New releases 1/16/18

Top Hits
Blade Runner 2049 (sci-fi, Harrison Ford. Rotten Tomatoes: 87. Metacritic: 81. From A.O. Scott’s New York Times review: “The precise future ‘Blade Runner’ projected is now less than two years away, and the next chapter, once something to be dreaded, seems, if anything, overdue. ‘Blade Runner 2049,’ directed by Denis Villeneuve from a script by Hampton Fancher and Michael Green, tries both to honor the original and to slip free of its considerable shadow. That’s no easy feat, and it’s worth noting right away that, in narrow movie terms, Mr. Villeneuve, who also directed ‘Arrival,’ mostly succeeds. From the opening aerial shots of a thoroughly denatured agricultural landscape and the lethal confrontation that follows, we know we are in the presence of a masterly visual tactician and a shrewd storyteller.” Read more…)

Loving Vincent (biopic/art history/animation, Douglas Booth [voice]. Rotten Tomatoes: 83. Metacritic: 62. From A.O. Scott’s New York Times review; “‘Loving Vincent’ addresses its subject, the Dutch painter Vincent van Gogh, with two what-ifs — one marvelous and fantastical, the other empirical and pedestrian. What if his paintings, with their wild colors and vibrant brush strokes, had been able to move? And what if the bullet that killed him had been fired by someone else? A long and arduous labor of love by Dorota Kobiela and Hugh Welchman, the film turns van Gogh’s work into an unusual kind of biopic. Using tens of thousands of oil paintings commissioned from scores of artists, the filmmakers transform famous works of modern art into a hypnotic and beguiling cartoon.” Read more…)

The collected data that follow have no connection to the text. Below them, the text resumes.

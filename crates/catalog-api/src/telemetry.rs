//! Tracing setup: JSON logs to stdout, plus OTLP span export when an
//! endpoint is configured.

use opentelemetry::trace::TracerProvider as _;
use opentelemetry_otlp::WithExportConfig;
use opentelemetry_sdk::Resource;
use opentelemetry_sdk::trace::SdkTracerProvider;
use tracing_subscriber::EnvFilter;
use tracing_subscriber::layer::SubscriberExt;
use tracing_subscriber::util::SubscriberInitExt;

use crate::error::AppError;

const SERVICE_NAME: &str = env!("CARGO_PKG_NAME");

/// Install the global tracing subscriber.
///
/// Returns the tracer provider when span export is on; the caller must shut
/// it down before exit so buffered spans are flushed.
///
/// # Errors
///
/// Returns `AppError::Telemetry` if the exporter cannot be built or a global
/// subscriber is already installed.
pub fn init_tracing(otlp_endpoint: Option<&str>) -> Result<Option<SdkTracerProvider>, AppError> {
    let filter = EnvFilter::try_from_default_env().unwrap_or_else(|_| EnvFilter::new("info"));

    let provider = otlp_endpoint.map(build_provider).transpose()?;
    let otel_layer = provider
        .as_ref()
        .map(|p| tracing_opentelemetry::layer().with_tracer(p.tracer(SERVICE_NAME)));

    tracing_subscriber::registry()
        .with(filter)
        .with(tracing_subscriber::fmt::layer().json())
        .with(otel_layer)
        .try_init()
        .map_err(|e| AppError::Telemetry(e.to_string()))?;

    Ok(provider)
}

fn build_provider(endpoint: &str) -> Result<SdkTracerProvider, AppError> {
    let exporter = opentelemetry_otlp::SpanExporter::builder()
        .with_tonic()
        .with_endpoint(endpoint)
        .build()
        .map_err(|e| AppError::Telemetry(e.to_string()))?;

    Ok(SdkTracerProvider::builder()
        .with_batch_exporter(exporter)
        .with_resource(Resource::builder().with_service_name(SERVICE_NAME).build())
        .build())
}

/// Flush and stop span export.
pub fn shutdown(provider: Option<SdkTracerProvider>) {
    if let Some(provider) = provider {
        if let Err(e) = provider.shutdown() {
            tracing::warn!(error = %e, "span exporter did not shut down cleanly");
        }
    }
}
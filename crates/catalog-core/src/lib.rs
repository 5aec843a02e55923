//! Catalog Core — shared domain abstractions.
//!
//! This crate defines the records, errors and traits that the product,
//! notification and storage crates depend on. It contains no
//! infrastructure code.

pub mod error;
pub mod notifier;
pub mod record;
pub mod repository;
//! Application-level handlers for the product context.

pub mod command_handlers;
pub mod query_handlers;
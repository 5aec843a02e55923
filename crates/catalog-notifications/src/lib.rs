//! Product catalog — stock-change notifications.
//!
//! A [`FanOutNotifier`] broadcasts each stock change to the channels
//! enabled at startup. Delivery is best effort: channel failures are logged
//! and never reach the caller.

mod email;
mod fanout;
mod sms;

pub use email::{EmailConfig, EmailMessage, EmailNotifier};
pub use fanout::{DeliveryPolicy, FanOutNotifier};
pub use sms::{SmsMessage, SmsNotifier};
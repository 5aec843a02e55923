//! Product catalog — HTTP API.
//!
//! Routing, request extraction, error mapping and startup wiring around the
//! product and notification crates.

pub mod base_url;
pub mod config;
pub mod error;
pub mod routes;
pub mod state;
pub mod telemetry;
//! Domain error types.

use thiserror::Error;
use uuid::Uuid;

/// Top-level catalog error type.
///
/// Datastore failures bubble through the product handlers unchanged; the
/// API layer is the only place that turns them into responses.
#[derive(Debug, Error)]
pub enum CatalogError {
    /// No row exists for the given public UUID.
    #[error("not found: {0}")]
    NotFound(Uuid),

    /// A foreign UUID (e.g. a seller) does not resolve to a stored row.
    #[error("invalid reference: {0}")]
    InvalidReference(Uuid),

    /// Request content rejected by domain rules.
    #[error("validation error: {0}")]
    Validation(String),

    /// Any other datastore failure.
    #[error("query error: {0}")]
    Query(String),
}

/// Failure reported by a single notification channel.
#[derive(Debug, Error)]
pub enum NotificationError {
    /// The event lacks the contact data the channel needs.
    #[error("{channel}: missing recipient")]
    MissingRecipient {
        /// Name of the channel that rejected the event.
        channel: &'static str,
    },

    /// The channel accepted the event but could not deliver it.
    #[error("{channel}: delivery failed: {reason}")]
    Delivery {
        /// Name of the channel that failed.
        channel: &'static str,
        /// Transport-specific failure description.
        reason: String,
    },
}
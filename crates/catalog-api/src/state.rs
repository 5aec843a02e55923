//! Shared application state.

use std::sync::Arc;

use catalog_core::notifier::{StockChangePublisher, StockNotifier};
use catalog_core::repository::{ProductRepository, SellerRepository};
use catalog_notifications::{EmailConfig, EmailNotifier, FanOutNotifier, SmsNotifier};
use catalog_products::domain::links::BaseUrl;

use crate::config::Config;

/// Application state shared across all request handlers.
///
/// Everything here is read-only after startup.
#[derive(Clone)]
pub struct AppState {
    /// Product persistence.
    pub products: Arc<dyn ProductRepository>,
    /// Seller persistence.
    pub sellers: Arc<dyn SellerRepository>,
    /// Stock-change publisher.
    pub notifier: Arc<dyn StockChangePublisher>,
    /// Base URL used when a request carries no host information.
    pub public_base_url: BaseUrl,
}

impl AppState {
    /// Create new application state.
    #[must_use]
    pub fn new(
        products: Arc<dyn ProductRepository>,
        sellers: Arc<dyn SellerRepository>,
        notifier: Arc<dyn StockChangePublisher>,
        public_base_url: BaseUrl,
    ) -> Self {
        Self {
            products,
            sellers,
            notifier,
            public_base_url,
        }
    }
}

/// Assemble the notification fan-out from the enabled channels.
#[must_use]
pub fn build_notifier(config: &Config) -> FanOutNotifier {
    let mut channels: Vec<Arc<dyn StockNotifier>> = Vec::new();
    if config.email_enabled {
        channels.push(Arc::new(EmailNotifier::new(EmailConfig::new(
            config.notify_from_email.clone(),
        ))));
    }
    if config.sms_enabled {
        channels.push(Arc::new(SmsNotifier));
    }
    FanOutNotifier::new(channels)
}
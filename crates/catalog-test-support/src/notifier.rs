//! Test notifiers — recording and failing notification channels.

use std::sync::Mutex;

use async_trait::async_trait;
use catalog_core::error::NotificationError;
use catalog_core::notifier::{StockChangeEvent, StockChangePublisher, StockNotifier};

/// A notifier that records every event it receives. Usable both as a
/// fan-out channel and as the publisher handed to command handlers.
#[derive(Debug, Default)]
pub struct RecordingNotifier {
    received: Mutex<Vec<StockChangeEvent>>,
}

impl RecordingNotifier {
    /// Create a notifier with no recorded events.
    #[must_use]
    pub fn new() -> Self {
        Self::default()
    }

    /// Returns a snapshot of all received events.
    ///
    /// # Panics
    ///
    /// Panics if the internal mutex is poisoned.
    pub fn received(&self) -> Vec<StockChangeEvent> {
        self.received.lock().unwrap().clone()
    }
}

#[async_trait]
impl StockNotifier for RecordingNotifier {
    fn channel(&self) -> &'static str {
        "recording"
    }

    async fn stock_changed(&self, event: &StockChangeEvent) -> Result<(), NotificationError> {
        self.received.lock().unwrap().push(event.clone());
        Ok(())
    }
}

#[async_trait]
impl StockChangePublisher for RecordingNotifier {
    async fn publish(&self, event: &StockChangeEvent) {
        self.received.lock().unwrap().push(event.clone());
    }
}

/// A channel that fails every delivery.
#[derive(Debug)]
pub struct FailingNotifier;

#[async_trait]
impl StockNotifier for FailingNotifier {
    fn channel(&self) -> &'static str {
        "failing"
    }

    async fn stock_changed(&self, _event: &StockChangeEvent) -> Result<(), NotificationError> {
        Err(NotificationError::Delivery {
            channel: "failing",
            reason: "gateway unavailable".into(),
        })
    }
}
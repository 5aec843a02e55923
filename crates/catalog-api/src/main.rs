//! Product catalog API server entry point.

use std::net::SocketAddr;
use std::sync::Arc;

use catalog_api::config::Config;
use catalog_api::error::AppError;
use catalog_api::state::{AppState, build_notifier};
use catalog_api::{routes, telemetry};
use catalog_store::pg_product_repository::PgProductRepository;
use catalog_store::pg_seller_repository::PgSellerRepository;
use sqlx::postgres::PgPoolOptions;
use tower_http::cors::CorsLayer;
use tower_http::trace::TraceLayer;

#[tokio::main]
async fn main() -> Result<(), AppError> {
    let config = Config::from_env()?;
    let tracer_provider = telemetry::init_tracing(config.otlp_endpoint.as_deref())?;

    tracing::info!("Starting product catalog API server");

    let pool = PgPoolOptions::new()
        .max_connections(config.db_max_connections)
        .acquire_timeout(config.db_acquire_timeout)
        .connect(&config.database_url)
        .await?;

    let notifier = build_notifier(&config);
    tracing::info!(channels = ?notifier.channel_names(), "stock notifications configured");

    let app_state = AppState::new(
        Arc::new(PgProductRepository::new(pool.clone())),
        Arc::new(PgSellerRepository::new(pool)),
        Arc::new(notifier),
        config.public_base_url.clone(),
    );

    // TODO: Replace CorsLayer::permissive() with restricted origins for production.
    let app = routes::build_router(app_state, config.request_timeout)
        .layer(TraceLayer::new_for_http())
        .layer(CorsLayer::permissive());

    let addr: SocketAddr = config.bind_address().parse().map_err(|e| {
        AppError::Config(catalog_api::config::ConfigError::Invalid {
            key: "HOST",
            reason: format!("invalid HOST:PORT combination: {e}"),
        })
    })?;
    tracing::info!("Listening on {}", addr);

    let listener = tokio::net::TcpListener::bind(addr).await?;
    let result = axum::serve(listener, app).await;

    telemetry::shutdown(tracer_provider);
    result?;

    Ok(())
}
//! Email channel.
//!
//! Renders a plain-text stock alert for the seller's contact address and
//! delivers it by logging to the `catalog::email` target.

use async_trait::async_trait;
use catalog_core::error::NotificationError;
use catalog_core::notifier::{StockChangeEvent, StockNotifier};
use tracing::info;

const CHANNEL: &str = "email";

/// Email channel configuration.
#[derive(Debug, Clone)]
pub struct EmailConfig {
    /// Sender address.
    pub from_email: String,
}

impl EmailConfig {
    /// Create a configuration with the given sender address.
    #[must_use]
    pub fn new(from_email: impl Into<String>) -> Self {
        Self {
            from_email: from_email.into(),
        }
    }
}

/// A rendered stock alert email.
#[derive(Debug, Clone, PartialEq, Eq)]
pub struct EmailMessage {
    /// Recipient address.
    pub to: String,
    /// Sender address.
    pub from: String,
    /// Subject line.
    pub subject: String,
    /// Plain-text body.
    pub body: String,
}

/// Sends stock alerts to the seller's email address.
#[derive(Debug, Clone)]
pub struct EmailNotifier {
    config: EmailConfig,
}

impl EmailNotifier {
    /// Create an email channel.
    #[must_use]
    pub fn new(config: EmailConfig) -> Self {
        Self { config }
    }

    /// Render the alert for `event`.
    ///
    /// # Errors
    ///
    /// Returns `NotificationError::MissingRecipient` if the seller has no
    /// email address.
    pub fn render(&self, event: &StockChangeEvent) -> Result<EmailMessage, NotificationError> {
        let to = event.email.trim();
        if to.is_empty() {
            return Err(NotificationError::MissingRecipient { channel: CHANNEL });
        }

        Ok(EmailMessage {
            to: to.to_owned(),
            from: self.config.from_email.clone(),
            subject: format!("Stock changed: {}", event.product_name),
            body: format!(
                "Hello,\n\nthe stock of \"{}\" changed from {} to {}.\n\nSeller: {}\n",
                event.product_name, event.old_stock, event.new_stock, event.seller_uuid
            ),
        })
    }
}

#[async_trait]
impl StockNotifier for EmailNotifier {
    fn channel(&self) -> &'static str {
        CHANNEL
    }

    async fn stock_changed(&self, event: &StockChangeEvent) -> Result<(), NotificationError> {
        let message = self.render(event)?;
        info!(
            target: "catalog::email",
            to = %message.to,
            from = %message.from,
            subject = %message.subject,
            seller_uuid = %event.seller_uuid,
            "{}",
            message.body
        );
        Ok(())
    }
}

Happy Death Day (horror/thriller, Jessica Rothe. Rotten Tomatoes: 71. Metacritic: 57. From Jeannette Catsoulis’ New York Times review: “Becoming a decent person requires an awful lot of dying in ‘Happy Death Day,’ a snappy horror-comedy with a gentle romantic spine. The person in need of improvement is Tree [an unimprovable Jessica Rothe], a selfish sorority sister who’s mean to her perfectly nice roommate and much too friendly with her married professor. Waking up on her birthday in a strange man’s dorm room after a supposed one night stand, she stumbles through her day until, en route to her surprise party that night, she is brutally murdered by a masked attacker. Unfortunately, she’s about to experience this particular day again — multiple times.” Read more…)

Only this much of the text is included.